What is needed -
Find the line in the entries below that contains "pub struct ListOptions". Repeat it exactly, and every line after it through the line that contains "let config = Config::load_from_project(store.project_root());".

=== Provided data ===

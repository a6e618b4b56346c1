//! tt backup command implementations.

use std::path::PathBuf;

use crate::backup;
use crate::cli::open_store;
use crate::config::Config;
use crate::error::Result;
use crate::output::{emit_success, HumanOutput, OutputOptions};

pub struct CreateOptions {
    pub dir: Option<PathBuf>,
    pub json: bool,
    pub quiet: bool,
}

pub struct ListOptions {
    pub dir: Option<PathBuf>,
    pub json: bool,
    pub quiet: bool,
}

pub struct RestoreOptions {
    pub id: String,
    pub dir: Option<PathBuf>,
    pub json: bool,
    pub quiet: bool,
}

pub fn create(options: CreateOptions) -> Result<()> {
    let store = open_store(options.dir)?;
    let handle = backup::create(&store)?;

    let mut human = HumanOutput::new(format!("tt backup: created {}", handle.label));
    human.push_summary("files", handle.files.join(", "));
    human.push_summary("location", handle.dir.display().to_string());

    emit_success(
        OutputOptions {
            json: options.json,
            quiet: options.quiet,
        },
        "backup create",
        &handle,
        Some(&human),
    )
}

pub fn list(options: ListOptions) -> Result<()> {
    let store = open_store(options.dir)?;
    let handles = backup::list(&store)?;
    let config = Config::load_from_project(store.project_root());

    let mut human = HumanOutput::new(format!("tt backup: {} backup(s)", handles.len()));
    for handle in &handles {
        human.push_detail(format!(
            "{} ({} file(s), {})",
            handle.label,
            handle.files.len(),
            handle.created_at.format("%Y-%m-%d %H:%M:%S UTC")
        ));
    }
    if config.backups.warn_after > 0 && handles.len() > config.backups.warn_after {
        human.push_warning(format!(
            "{} backups on disk; consider pruning old ones",
            handles.len()
        ));
    }

    emit_success(
        OutputOptions {
            json: options.json,
            quiet: options.quiet,
        },
        "backup list",
        &handles,
        Some(&human),
    )
}

pub fn restore(options: RestoreOptions) -> Result<()> {
    let store = open_store(options.dir)?;
    let handle = backup::find(&store, &options.id)?;
    let summary = backup::restore(&store, &handle)?;

    let mut human = HumanOutput::new(format!("tt backup: restored {}", summary.label));
    human.push_summary("files", summary.restored.join(", "));
    human.push_next_step("tt list".to_string());

    emit_success(
        OutputOptions {
            json: options.json,
            quiet: options.quiet,
        },
        "backup restore",
        &summary,
        Some(&human),
    )
}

===

Finished task -
pub struct ListOptions {
    pub dir: Option<PathBuf>,
    pub json: bool,
    pub quiet: bool,
}

pub struct RestoreOptions {
    pub id: String,
    pub dir: Option<PathBuf>,
    pub json: bool,
    pub quiet: bool,
}

pub fn create(options: CreateOptions) -> Result<()> {
    let store = open_store(options.dir)?;
    let handle = backup::create(&store)?;

    let mut human = HumanOutput::new(format!("tt backup: created {}", handle.label));
    human.push_summary("files", handle.files.join(", "));
    human.push_summary("location", handle.dir.display().to_string());

    emit_success(
        OutputOptions {
            json: options.json,
            quiet: options.quiet,
        },
        "backup create",
        &handle,
        Some(&human),
    )
}

pub fn list(options: ListOptions) -> Result<()> {
    let store = open_store(options.dir)?;
    let handles = backup::list(&store)?;
    let config = Config::load_from_project(store.project_root());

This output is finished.